3 tips to land ambitious journalism projects with new editors

Wilson Liévano is managing editor at The GroundTruth Project and director of training at Report for the World.

So you have a big idea for a journalism project that you want to publish in the new year. How do you get an editor to catch your pitch? 

We asked Wilson Liévano, managing editor at The GroundTruth Project and director of training at Report for the World, to share tips for reporters pitching an ambitious project to editors they have not worked with before. Liévano has worked with reporters for more than 10 years. As a John S. Knight fellow, he developed Animated Press to provide context to complex stories.

1. Aim for the stars, but be prepared to come back to Earth

When pitching the project, be bold and don’t limit yourself. If you have an idea for the presentation, scope of reporting, or format of the project, share it with the editor, but make clear that you are willing to work together to shape those ideas to the budget and needs of the organization. Even the wildest, most ambitious ideas can be adapted into practical and realistic plans. What might seem overly ambitious to you might be reasonable for your editor. You’ll never know unless you try.

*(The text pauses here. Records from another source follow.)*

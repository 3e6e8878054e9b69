use chrono::{DateTime, Utc};
use serde::{Deserialize, Serialize};

use super::status::ExecutionStatus;

/// A single unit of work inside a stage.
///
/// Tasks are ordered by their ordinal string id ("1", "2", ...). Exactly
/// one task per stage carries `stage_start` and exactly one carries
/// `stage_end`; loop markers come in at most one matched pair.
#[derive(Debug, Clone, PartialEq, Serialize, Deserialize)]
pub struct Task {
    /// Per-stage ordinal id, assigned by the task graph builder
    pub id: String,
    /// Display name
    pub name: String,
    /// Registry key of the implementing task handler
    pub implementing_class: String,
    /// Lifecycle status
    pub status: ExecutionStatus,
    pub start_time: Option<DateTime<Utc>>,
    pub end_time: Option<DateTime<Utc>>,
    /// First task of the stage
    pub stage_start: bool,
    /// Last task of the stage
    pub stage_end: bool,
    /// Opens a re-iterable loop subsequence
    pub loop_start: bool,
    /// Closes a re-iterable loop subsequence
    pub loop_end: bool,
}

impl Task {
    pub fn new(id: impl Into<String>, name: impl Into<String>, implementing_class: impl Into<String>) -> Self {
        Self {
            id: id.into(),
            name: name.into(),
            implementing_class: implementing_class.into(),
            status: ExecutionStatus::NotStarted,
            start_time: None,
            end_time: None,
            stage_start: false,
            stage_end: false,
            loop_start: false,
            loop_end: false,
        }
    }

    /// Parse the ordinal id back to its position (1-based)
    pub fn ordinal(&self) -> Option<usize> {
        self.id.parse().ok()
    }

    /// Reset the task to its pristine state, for loop rewinds and restarts
    pub fn reset(&mut self) {
        self.status = ExecutionStatus::NotStarted;
        self.start_time = None;
        self.end_time = None;
    }
}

2. Don’t lose sight of the point of your story

Sometimes, reporters fall in the same trap as entrepreneurs when they’re trying to pitch a product: They get so tangled in the features, the impact, and everything that’s around it that they forget to communicate clearly what their story is about. You should be able to explain the point of your story to an editor in a couple of sentences, regardless of its complexity. Once you do that, you can build upon it and introduce the rest of the elements — but remember to limit your pitch to a page or less. If the editor is interested, you’ll have time to expand on your idea.  

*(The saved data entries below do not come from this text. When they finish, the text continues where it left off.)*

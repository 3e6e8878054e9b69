//! # Clock Capability
//!
//! Every timestamp and timeout in the engine reads from an injected
//! clock so that handlers stay deterministic under test. Production
//! wiring uses [`SystemClock`]; tests drive [`ManualClock`] forward
//! explicitly.

use std::sync::Mutex;
use std::time::Duration;

use chrono::{DateTime, Utc};

/// Source of the current wall-clock time
pub trait Clock: Send + Sync {
    fn now(&self) -> DateTime<Utc>;
}

/// Clock backed by the system time
#[derive(Debug, Default, Clone, Copy)]
pub struct SystemClock;

impl Clock for SystemClock {
    fn now(&self) -> DateTime<Utc> {
        Utc::now()
    }
}

/// Clock that only moves when told to, for deterministic tests
#[derive(Debug)]
pub struct ManualClock {
    now: Mutex<DateTime<Utc>>,
}

impl ManualClock {
    /// Create a manual clock frozen at the given instant
    pub fn new(start: DateTime<Utc>) -> Self {
        Self {
            now: Mutex::new(start),
        }
    }

    /// Advance the clock by a duration
    pub fn advance(&self, by: Duration) {
        let mut now = self.now.lock().unwrap_or_else(|e| e.into_inner());
        let delta = chrono::Duration::from_std(by).unwrap_or_else(|_| chrono::Duration::zero());
        *now = *now + delta;
    }

    /// Jump the clock to an absolute instant
    pub fn set(&self, to: DateTime<Utc>) {
        *self.now.lock().unwrap_or_else(|e| e.into_inner()) = to;
    }
}

impl Clock for ManualClock {
    fn now(&self) -> DateTime<Utc> {
        *self.now.lock().unwrap_or_else(|e| e.into_inner())
    }
}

3. Anticipate the tough questions and prepare for them

Ask yourself: What are the biggest obstacles to produce your story? Is it the time it will take? How many people will you interview? The risks involved? The resources needed? An editor unfamiliar with your work will ask those and other questions to gauge if they have the capability to take on the project. Having answers on hand can make a difference between an editor dismissing your idea or opening a dialogue to see if your solution is viable. You don’t need to address every obstacle in your pitch, only the most crucial ones, but have all your answers ready in case you move to the next stage. Your editor will appreciate it.